The FDA has no approved drugs designed to treat TD, so Fogel set about to fill that gap. First, he examined the underlying mechanism, discovering that "this is not about dopamine." Rather, TD is caused by an imbalance between excitatory and inhibitory neurotransmission, "causing oscillating loops in the brain that generate these movements," Fogel explained.

Next, Fogel searched for – and found – existing compounds with the ability to affect both glutamate and GABA transmission. One compound, in particular, was safe but poorly absorbed.

"In order to get a therapeutic effect, you had to give someone nine or 10 pills a day," he said. "That's not something patients can easily tolerate, particularly when they're on other medications."

With seed financing from family and friends, Fogel formed a company and applied for a number of patents with the goal of reformulating the active ingredient, which he declined to name. Although TD is the initial indication, the compound has potential applications in Parkinson's disease, Tourette's syndrome and other movement disorders, he said.

In 2004, Fogel licensed the patents to a venture-funded pharmaceutical company to conduct the reformulation work. After three years on the back burner, the patents reverted to Fogel and he decided his own start-up would give the drug more attention and greater resources. An introduction to Kerns led to the interest by Accellient and the formation of Synchroneuron, whose name references the "synchronicity" in the drug's discovery as well as its synchronized action.

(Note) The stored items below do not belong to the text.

use std::fmt::{self, Display, Formatter};

use serde::{Deserialize, Serialize};
use smol_str::SmolStr;

#[derive(
    Debug, Clone, Copy, PartialEq, Eq, PartialOrd, Ord, Hash, Serialize, Deserialize, Default,
)]
pub struct TableId(pub u64);

impl Display for TableId {
    fn fmt(&self, f: &mut Formatter<'_>) -> Result<(), fmt::Error> {
        write!(f, "{}", self.0)
    }
}

impl From<u64> for TableId {
    fn from(value: u64) -> Self {
        TableId(value)
    }
}

#[derive(Debug, Clone, PartialEq, Eq)]
pub struct Table {
    pub id: TableId,
    pub name: SmolStr,
}

impl Table {
    pub fn new(id: TableId, name: &str) -> Self {
        Self {
            id,
            name: SmolStr::new(name),
        }
    }
}
use thiserror::Error;

use crate::lexer::token::Token;
use crate::range::Position;

#[derive(Error, Debug, PartialEq)]
pub enum ParseError {
    #[error("Unexpected token `{}`", if .0.is_eof() { "EOF".to_string() } else { .0.to_string() })]
    UnexpectedToken(Token),
    #[error("Unexpected EOF detected")]
    UnexpectedEOFDetected(Position),
    #[error("Expected a closing parenthesis `)` but got `{}`", if .0.is_eof() { "EOF".to_string() } else { .0.to_string() })]
    ExpectedClosingParen(Token),
    #[error("The formula is too large to be parsed")]
    FormulaTooLarge,
}
use smol_str::SmolStr;
use thiserror::Error;

use crate::functions::{ArgCount, FunctionRegistry};
use crate::range::Range;

use super::node::{Args, Expression, Untyped};
use super::syntax::{SyntaxKind, SyntaxNode};

#[derive(Error, Debug, PartialEq)]
pub enum MapError {
    #[error("{name} is not a valid function")]
    UnknownFunction { name: SmolStr, range: Range },
    #[error("{actual} arguments were given to the {function}, it must instead be given {expected}")]
    InvalidArgumentCount {
        function: String,
        expected: ArgCount,
        actual: usize,
        range: Range,
    },
    #[error("field_by_id references are no longer supported, use field('name') instead")]
    FieldByIdReferencesAreDeprecated(Range),
    #[error("The formula is too large to be parsed")]
    FormulaTooLarge,
    #[error("A string literal was larger than the maximum allowed size of {max} characters")]
    StringLiteralTooLarge { max: usize, range: Range },
}

/// Maps the parse tree into an untyped [`Expression`], resolving function
/// names against the registry and desugaring binary operators into their
/// function call form.
pub struct Mapper<'a> {
    registry: &'a FunctionRegistry,
    allow_internal: bool,
    max_depth: usize,
    max_string_literal: usize,
}

impl<'a> Mapper<'a> {
    pub fn new(
        registry: &'a FunctionRegistry,
        allow_internal: bool,
        max_depth: usize,
        max_string_literal: usize,
    ) -> Self {
        Self {
            registry,
            allow_internal,
            max_depth,
            max_string_literal,
        }
    }

    pub fn to_expression(&self, node: &SyntaxNode) -> Result<Expression<Untyped>, MapError> {
        self.map(node, 0)
    }

    fn map(&self, node: &SyntaxNode, depth: usize) -> Result<Expression<Untyped>, MapError> {
        if depth > self.max_depth {
            return Err(MapError::FormulaTooLarge);
        }

        match &node.kind {
            SyntaxKind::StringLiteral(s) => {
                if s.chars().count() > self.max_string_literal {
                    Err(MapError::StringLiteralTooLarge {
                        max: self.max_string_literal,
                        range: node.range.clone(),
                    })
                } else {
                    Ok(Expression::string(s.clone()))
                }
            }
            SyntaxKind::IntegerLiteral(i) => Ok(Expression::integer(*i)),
            SyntaxKind::DecimalLiteral { value, scale } => Ok(Expression::decimal(*value, *scale)),
            SyntaxKind::BooleanLiteral(b) => Ok(Expression::boolean(*b)),
            SyntaxKind::FieldReference(name) => Ok(Expression::field_reference(name.clone())),
            SyntaxKind::FieldByIdReference(_) => Err(MapError::FieldByIdReferencesAreDeprecated(
                node.range.clone(),
            )),
            SyntaxKind::LookupReference { through, target } => {
                Ok(Expression::lookup_reference(through.clone(), target.clone()))
            }
            SyntaxKind::FunctionCall { name, args } => {
                let arg_refs: Vec<&SyntaxNode> = args.iter().collect();
                self.map_call(&name.to_ascii_lowercase(), &arg_refs, &node.range, depth)
            }
            SyntaxKind::BinaryOp { op, left, right } => {
                self.map_call(
                    op.function_name(),
                    &[left.as_ref(), right.as_ref()],
                    &node.range,
                    depth,
                )
            }
            SyntaxKind::Parenthesized(inner) => self.map(inner, depth + 1),
        }
    }

    fn map_call(
        &self,
        name: &str,
        args: &[&SyntaxNode],
        range: &Range,
        depth: usize,
    ) -> Result<Expression<Untyped>, MapError> {
        let def = self
            .registry
            .get(name)
            .filter(|def| self.allow_internal || !def.internal())
            .ok_or_else(|| MapError::UnknownFunction {
                name: SmolStr::new(name),
                range: range.clone(),
            })?;

        if !def.num_args().test(args.len()) {
            return Err(MapError::InvalidArgumentCount {
                function: def.description(),
                expected: def.num_args(),
                actual: args.len(),
                range: range.clone(),
            });
        }

        let mapped: Args<Untyped> = args
            .iter()
            .map(|arg| self.map(arg, depth + 1))
            .collect::<Result<_, _>>()?;

        Ok(Expression::call(def, mapped))
    }
}
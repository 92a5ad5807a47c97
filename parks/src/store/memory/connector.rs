use crate::errors::{ErrorKind, ParksError, ParksResult};
use crate::store::memory::{InMemoryDatabase, InMemoryStore, InMemoryStoreConfig};
use crate::store::{ParkStore, StoreConnector};
use std::sync::atomic::{AtomicU32, AtomicU64, Ordering};
use std::sync::Arc;

/// Connector that "dials" an [`InMemoryDatabase`].
///
/// Every call to [`connect`](StoreConnector::connect) counts as one dial. The
/// configured number of leading dials fail with `ConnectionError`, and each
/// dial can be slowed down, which lets tests drive the retry loop and the
/// single-flight guard of the connection manager.
#[derive(Clone)]
pub struct InMemoryConnector {
    inner: Arc<InMemoryConnectorInner>,
}

struct InMemoryConnectorInner {
    database: InMemoryDatabase,
    config: InMemoryStoreConfig,
    dials: AtomicU64,
    failures_remaining: AtomicU32,
}

impl InMemoryConnector {
    pub fn new(database: InMemoryDatabase, config: InMemoryStoreConfig) -> InMemoryConnector {
        let failures = config.failing_dials();
        InMemoryConnector {
            inner: Arc::new(InMemoryConnectorInner {
                database,
                config,
                dials: AtomicU64::new(0),
                failures_remaining: AtomicU32::new(failures),
            }),
        }
    }

    pub fn database(&self) -> &InMemoryDatabase {
        &self.inner.database
    }

    /// Total number of dial attempts, successful or not.
    pub fn dial_count(&self) -> u64 {
        self.inner.dials.load(Ordering::SeqCst)
    }

    /// Makes the next `count` dials fail.
    pub fn fail_next_dials(&self, count: u32) {
        self.inner.failures_remaining.store(count, Ordering::SeqCst);
    }

    fn take_failure(&self) -> bool {
        self.inner
            .failures_remaining
            .fetch_update(Ordering::SeqCst, Ordering::SeqCst, |left| left.checked_sub(1))
            .is_ok()
    }
}

impl StoreConnector for InMemoryConnector {
    fn connect(&self) -> ParksResult<ParkStore> {
        let dial = self.inner.dials.fetch_add(1, Ordering::SeqCst) + 1;
        let latency = self.inner.config.dial_latency();
        if !latency.is_zero() {
            std::thread::sleep(latency);
        }

        if self.take_failure() {
            return Err(ParksError::new(
                &format!("connect ECONNREFUSED {} (dial #{})", self.describe(), dial),
                ErrorKind::ConnectionError,
            ));
        }

        Ok(ParkStore::new(InMemoryStore::new(self.inner.database.clone())))
    }

    fn describe(&self) -> String {
        format!("memory://{}", self.inner.database.namespace())
    }
}

#[cfg(test)]
mod tests {
    use super::*;
    use std::time::{Duration, Instant};

    fn database() -> InMemoryDatabase {
        InMemoryDatabase::new("parks", "parkpoints")
    }

    #[test]
    fn test_connect_counts_dials() {
        let connector = InMemoryConnector::new(database(), InMemoryStoreConfig::new());
        let store = connector.connect().unwrap();
        assert!(!store.is_closed());
        connector.connect().unwrap();
        assert_eq!(connector.dial_count(), 2);
    }

    #[test]
    fn test_failing_dials_then_success() {
        let config = InMemoryStoreConfig::new();
        config.set_failing_dials(2);
        let connector = InMemoryConnector::new(database(), config);

        let err = connector.connect().unwrap_err();
        assert_eq!(err.kind(), &ErrorKind::ConnectionError);
        assert!(err.message().contains("ECONNREFUSED"));
        assert!(connector.connect().is_err());
        assert!(connector.connect().is_ok());
        assert_eq!(connector.dial_count(), 3);
    }

    #[test]
    fn test_fail_next_dials() {
        let connector = InMemoryConnector::new(database(), InMemoryStoreConfig::new());
        connector.fail_next_dials(1);
        assert!(connector.connect().is_err());
        assert!(connector.connect().is_ok());
    }

    #[test]
    fn test_dial_latency() {
        let config = InMemoryStoreConfig::new();
        config.set_dial_latency(Duration::from_millis(20));
        let connector = InMemoryConnector::new(database(), config);
        let start = Instant::now();
        connector.connect().unwrap();
        assert!(start.elapsed() >= Duration::from_millis(20));
    }

    #[test]
    fn test_stores_share_database() {
        let connector = InMemoryConnector::new(database(), InMemoryStoreConfig::new());
        let first = connector.connect().unwrap();
        first
            .insert_many(vec![crate::record::Record::new()])
            .unwrap();
        let second = connector.connect().unwrap();
        assert_eq!(second.count().unwrap(), 1);
    }

    #[test]
    fn test_describe() {
        let connector = InMemoryConnector::new(database(), InMemoryStoreConfig::new());
        assert_eq!(connector.describe(), "memory://parks.parkpoints");
    }
}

Since the compound has a well-established safety profile, the company expects to complete the reformulation work within several months and begin Phase I trials during the second half of 2012. A Phase IIa proof-of-concept study is expected to begin in the first quarter of 2013.

"If we have a superior formulation developed in the laboratory, getting an [investigational new drug application] and bringing it into the clinic to do some pharmacokinetic studies in human volunteers is very realistic," Fogel said.

The Series A should see Synchroneuron though the Phase IIa program, which is expected to report top-line data by the end of 2013, Kerns said. Long term, the company will consider whether to market an approved drug in-house or seek to license the compound following Phase II, he added.

Several other biotechs are seeking to exploit the relationship between GABA and glutamate. Third Rock start-up Sage Therapeutics, of Boston, raised $35 million last year to develop therapies for schizophrenia, depression, pain and traumatic brain injury based on modulation of GABA and glutamate neurotransmitters. (See BioWorld Today, Oct. 18, 2011.)

And Seaside Therapeutics Inc., of Cambridge, Mass., is examining whether its investigational compound, STX209, may have efficacy against the core symptoms of Fragile X syndrome. The company hypothesizes that the pathologies of Fragile X and some autism spectrum disorders also are caused by excessive activation of glutamate receptors and an imbalance of excitatory to inhibitory neurotransmission in the brain. (See BioWorld Today, June 3, 2011.)

In other financing news:

• Spherix Inc., of Bethesda, Md., said it closed its $1.15 million public offering of common stock and warrants. The firm issued about 1.1 million shares priced at $1.08 each, plus warrants to purchase an additional 212,963 shares at an exercise price of $1.40 per share. Net proceeds are expected to support continued development of SPX-106T, as well as general development and commercialization efforts.

• Synta Pharmaceuticals Corp., of Lexington, Mass., sold 1.05 million additional shares in a fully exercised overallotment of its public offering, generating additional net proceeds of approximately $4.3 million. Jefferies & Co. Inc. acted as the sole book-running manager for the offering, with Canaccord Genuity Inc. and Roth Capital Partners LLC acting as co-managers.